1. Install spaCy and Socket.IOpip install -U socketIO-client  # for communication with interface
pip install -U spacy
python -m spacy.en.download     # download spaCy's models

Next, we need to install Neo4j, the graph database for our brain, with built in visualizer in the browser:

2. Install Neo4j for Mac or Linuxif which neo4j >/dev/null; then
  echo "Neo4j is already installed"
else
  if [ $(uname) == "Darwin" ]; then
    brew install neo4j
  else
    wget -O - https://debian.neo4j.org/neotechnology.gpg.key | sudo apt-key add -
    echo 'deb http://debian.neo4j.org/repo stable/' | sudo tee /etc/apt/sources.list.d/neo4j.list
    sudo apt-get update
    sudo apt-get -y install neo4j
  fi
fi

For the bot interface, install AIVA, my open-source framework for cross-plattform bot development.

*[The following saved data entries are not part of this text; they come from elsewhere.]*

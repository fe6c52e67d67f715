use crate::{XlsxEditor, find_element};
use anyhow::{Context, Result};

/// Legacy Excel sheet-protection hash (the 16-bit value stored in `sheetProtection/@password`).
///
/// This is an obfuscation, not a cryptographic hash: it only keeps the sheet from
/// being edited casually in Excel or LibreOffice.
pub fn hash_password(password: &str) -> String {
    let mut hash: u16 = 0;
    let mut len: u16 = 0;
    for (i, ch) in password.encode_utf16().enumerate() {
        let rot = ((i + 1) % 15) as u32;
        let c = u32::from(ch) & 0x7FFF;
        let rotated = ((c << rot) | (c >> (15 - rot))) & 0x7FFF;
        hash ^= rotated as u16;
        len = len.wrapping_add(1);
    }
    hash ^= len;
    hash ^= 0xCE4B;
    format!("{hash:04X}")
}

impl XlsxEditor {
    /// Protects the sheet with `password`, replacing any protection already present.
    ///
    /// `<sheetProtection>` goes right after `<sheetData>` (or `<sheetCalcPr>` when the
    /// sheet has one), which is where the schema expects it.
    pub fn protect_sheet(&mut self, password: &str) -> Result<()> {
        let tag = format!(
            r#"<sheetProtection password="{}" sheet="1" objects="1" scenarios="1"/>"#,
            hash_password(password)
        );

        if let Some(existing) = find_element(&self.sheet_xml, b"sheetProtection")? {
            self.sheet_xml
                .splice(existing.start..existing.end, tag.into_bytes());
            return Ok(());
        }

        let anchor = match find_element(&self.sheet_xml, b"sheetCalcPr")? {
            Some(calc) => calc,
            None => {
                find_element(&self.sheet_xml, b"sheetData")?.context("<sheetData> not found")?
            }
        };
        self.sheet_xml
            .splice(anchor.end..anchor.end, tag.into_bytes());
        Ok(())
    }

    /// Whether the sheet carries an active `<sheetProtection>` element.
    pub fn is_protected(&self) -> bool {
        let Ok(Some(span)) = find_element(&self.sheet_xml, b"sheetProtection") else {
            return false;
        };
        let tag = &self.sheet_xml[span.start..span.open_end];
        memchr::memmem::find(tag, br#"sheet="1""#).is_some()
            || memchr::memmem::find(tag, br#"sheet="true""#).is_some()
    }
}
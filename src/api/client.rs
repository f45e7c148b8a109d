//! HTTP client for the course-resource API.
//!
//! One `ApiClient` is created per process and reused for every request so
//! connection pooling applies. All operations return [`ApiError`] with the
//! failed URL attached; callers surface that text to the user as-is.

use futures_util::StreamExt;
use reqwest::Client;
use reqwest::multipart::{Form, Part};
use serde::de::DeserializeOwned;
use std::time::Duration;
use tracing::{debug, instrument};

use crate::model::{
    CourseDetails, CourseListResponse, InsertLinkRequest, InsertResourceRequest, ResourceType,
};

use super::endpoints::Endpoints;
use super::error::ApiError;

const CONNECT_TIMEOUT_SECS: u64 = 10;
const READ_TIMEOUT_SECS: u64 = 30;

/// One local file attached to a resource upload.
#[derive(Debug, Clone)]
pub struct UploadFile {
    /// File name sent in the multipart part (and shown in the form).
    pub name: String,
    /// Raw file contents.
    pub bytes: Vec<u8>,
}

/// Client for every operation the views perform against the API.
#[derive(Debug, Clone)]
pub struct ApiClient {
    client: Client,
    endpoints: Endpoints,
}

impl ApiClient {
    /// Creates a client for the given endpoint table.
    ///
    /// # Errors
    ///
    /// Returns [`ApiError::Network`]-style construction failure if the
    /// underlying HTTP client cannot be built.
    pub fn new(endpoints: Endpoints) -> Result<Self, ApiError> {
        let client = Client::builder()
            .connect_timeout(Duration::from_secs(CONNECT_TIMEOUT_SECS))
            .timeout(Duration::from_secs(READ_TIMEOUT_SECS))
            .gzip(true)
            .user_agent(concat!("coursefiles/", env!("CARGO_PKG_VERSION")))
            .build()
            .map_err(|source| ApiError::Network {
                url: endpoints.courses.clone(),
                source,
            })?;
        Ok(Self { client, endpoints })
    }

    /// Creates a client pointed at a single base URL (usual entry point).
    ///
    /// # Errors
    ///
    /// Same as [`new`](Self::new).
    pub fn from_base(base: &str) -> Result<Self, ApiError> {
        Self::new(Endpoints::from_base(base))
    }

    /// The endpoint table this client resolves URLs against.
    #[must_use]
    pub fn endpoints(&self) -> &Endpoints {
        &self.endpoints
    }

    /// Fetches one page of the course listing.
    ///
    /// # Errors
    ///
    /// Returns [`ApiError`] on network failure, non-2xx status, or a
    /// non-JSON body.
    #[instrument(skip(self), fields(page, search, faculty))]
    pub async fn list_courses(
        &self,
        page: u64,
        search: &str,
        faculty: Option<i64>,
    ) -> Result<CourseListResponse, ApiError> {
        let url = self.endpoints.list_url(page, search, faculty);
        self.get_json(&url).await
    }

    /// Fetches one course's details for one resource-type tab.
    ///
    /// # Errors
    ///
    /// Returns [`ApiError`] on network failure, non-2xx status, or a
    /// non-JSON body.
    #[instrument(skip(self), fields(course_id, resource_type = resource_type.code()))]
    pub async fn course_details(
        &self,
        course_id: &str,
        resource_type: ResourceType,
    ) -> Result<CourseDetails, ApiError> {
        let url = self.endpoints.details_url(course_id, resource_type);
        self.get_json(&url).await
    }

    /// Inserts a file-bearing resource: one multipart POST with exactly one
    /// JSON-encoded `metadata` part plus one `files` part per attached file.
    ///
    /// # Errors
    ///
    /// Returns [`ApiError::Rejected`] with the raw body on non-2xx, or a
    /// network error.
    #[instrument(skip(self, request, files), fields(course_id, files = files.len()))]
    pub async fn insert_resource(
        &self,
        course_id: &str,
        request: &InsertResourceRequest,
        files: &[UploadFile],
    ) -> Result<(), ApiError> {
        let url = self.endpoints.insert_resource_url(course_id);

        let metadata = serde_json::to_string(request)
            .map_err(|source| ApiError::decode(url.clone(), source))?;
        let mut form = Form::new().part("metadata", Part::text(metadata));
        for file in files {
            form = form.part(
                "files",
                Part::bytes(file.bytes.clone()).file_name(file.name.clone()),
            );
        }

        let response = self
            .client
            .post(&url)
            .multipart(form)
            .send()
            .await
            .map_err(|e| ApiError::from_reqwest(&url, e))?;
        Self::check_status(&url, response).await.map(|_| ())
    }

    /// Inserts a link resource: one JSON POST of `{title, url}`.
    ///
    /// # Errors
    ///
    /// Returns [`ApiError::Rejected`] with the raw body on non-2xx, or a
    /// network error.
    #[instrument(skip(self, request), fields(course_id))]
    pub async fn insert_link(
        &self,
        course_id: &str,
        request: &InsertLinkRequest,
    ) -> Result<(), ApiError> {
        let url = self.endpoints.insert_link_url(course_id);
        let response = self
            .client
            .post(&url)
            .json(request)
            .send()
            .await
            .map_err(|e| ApiError::from_reqwest(&url, e))?;
        Self::check_status(&url, response).await.map(|_| ())
    }

    /// Fetches one file's raw bytes for the bundler.
    ///
    /// Streams the body so large files never need a second full copy.
    ///
    /// # Errors
    ///
    /// Returns [`ApiError`] on invalid URL, network failure, or non-2xx.
    #[instrument(skip(self), fields(url = %url))]
    pub async fn fetch_file(&self, url: &str) -> Result<Vec<u8>, ApiError> {
        url::Url::parse(url).map_err(|_| ApiError::invalid_url(url))?;

        let response = self
            .client
            .get(url)
            .send()
            .await
            .map_err(|e| ApiError::from_reqwest(url, e))?;
        let response = Self::check_status(url, response).await?;

        let mut bytes = Vec::new();
        let mut stream = response.bytes_stream();
        while let Some(chunk) = stream.next().await {
            let chunk = chunk.map_err(|e| ApiError::from_reqwest(url, e))?;
            bytes.extend_from_slice(&chunk);
        }
        debug!(bytes = bytes.len(), "file fetched");
        Ok(bytes)
    }

    /// Shared GET-and-decode path for the JSON endpoints.
    async fn get_json<T: DeserializeOwned>(&self, url: &str) -> Result<T, ApiError> {
        debug!(url, "GET");
        let response = self
            .client
            .get(url)
            .send()
            .await
            .map_err(|e| ApiError::from_reqwest(url, e))?;
        let response = Self::check_status(url, response).await?;

        let body = response
            .text()
            .await
            .map_err(|e| ApiError::from_reqwest(url, e))?;
        serde_json::from_str(&body).map_err(|source| ApiError::decode(url, source))
    }

    /// Promotes non-2xx responses to [`ApiError::Rejected`], preserving the
    /// raw body text for user display.
    async fn check_status(
        url: &str,
        response: reqwest::Response,
    ) -> Result<reqwest::Response, ApiError> {
        let status = response.status();
        if status.is_success() {
            return Ok(response);
        }
        let body = response.text().await.unwrap_or_default();
        Err(ApiError::rejected(url, status.as_u16(), body))
    }
}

Fork the repo and clone your fork locally:

3. Install AIVA interface# forked repo: https://github.com/kengz/aiva
git clone https://github.com/YOURUSERNAME/aiva.git && cd aiva
# checkout to the demo branch of cgkb
git checkout cgkb

# run bin/setup, which checks and sets up bot dependencies including npm install
npm run setup

Start Neo4j and log in for the first time at http:∕∕localhost:7474 with default name and password neo4j, neo4j. It will ask you to change the password, use 0000 for this demo.

4. Start Neo4jneo4j start             # for Mac
service neo4j start     # for Linux

The next step will depend on which platform you want to run your bot on. You can use AIVA on Slack, Telegram or Facebook. I prefer using Slack, as it's generally easier. All you have to do is sign into your Slack account, create a bot user, get the Slack token and update config/default.json in your AIVA installation.

5. Configure your bot{
  "BOTNAME": "NAME OF YOUR BOT",
  "PORTS": {
    "NEO4J": 7476,
    "SOCKETIO": 6466,
    "SLACK": 8345,
    "TELEGRAM": 8443,
    "FB": 8545
  },
  "NGROK_AUTH": null,
  "ADMINS": ["your_chat_account@email.com"],
  "ACTIVATE_IO_CLIENTS": {
    "ruby": false,
    "python3": true
  },
  "ADAPTERS": {
    "SLACK": {
      "ACTIVATE": true,
      "HUBOT_SLACK_TOKEN": "THE TOKEN YOU JUST GOT"
    },
    "TELEGRAM": {
      "ACTIVATE": false,
      "TELEGRAM_TOKEN": "get from bot father https://core.telegram.org/bots#3-how-do-i-create-a-bot",
      "BOTNAME": "your bot name from bot father",
      "WEBHOOK_KEY": "TELEGRAM_WEBHOOK"
    },
    "FB": {
      "ACTIVATE": false,
      "FB_PAGE_ID": "see aiva doc on adapters",
      "FB_APP_ID": "see aiva doc on adapters",
      "FB_APP_SECRET": "see aiva doc on adapters",
      "FB_PAGE_TOKEN": "see aiva doc on adapters",
      "FB_AUTOHEAR": true,
      "WEBHOOK_KEY": "FB_WEBHOOK_BASE",
      "FB_WEBHOOK_BASE": "optional: set a persistent webhook url if you have one on ngrok, since FB takes 10 mins to update it",
      "FB_ROUTE_URL": "/fb"
    }
  },
  "TEST": {
    "HUBOT_SHELL_USER_ID": "ID0000001",
    "HUBOT_SHELL_USER_NAME": "alice"
  }
}

Finally, we can start the bot, and wait for it to be ready.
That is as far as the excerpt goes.